→ PROBLEM REQUIREMENTS: Select every line below containing the word "migrations".

→ DATA SUPPLIED:
=== Section Start ===
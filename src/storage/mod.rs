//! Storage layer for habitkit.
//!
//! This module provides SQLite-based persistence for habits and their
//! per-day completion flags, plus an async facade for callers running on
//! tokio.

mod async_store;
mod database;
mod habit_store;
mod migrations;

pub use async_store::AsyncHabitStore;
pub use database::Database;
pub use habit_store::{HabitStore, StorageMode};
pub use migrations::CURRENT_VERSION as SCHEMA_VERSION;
=== Section End ===
→ SOLVED EXERCISE:
mod migrations;
pub use migrations::CURRENT_VERSION as SCHEMA_VERSION;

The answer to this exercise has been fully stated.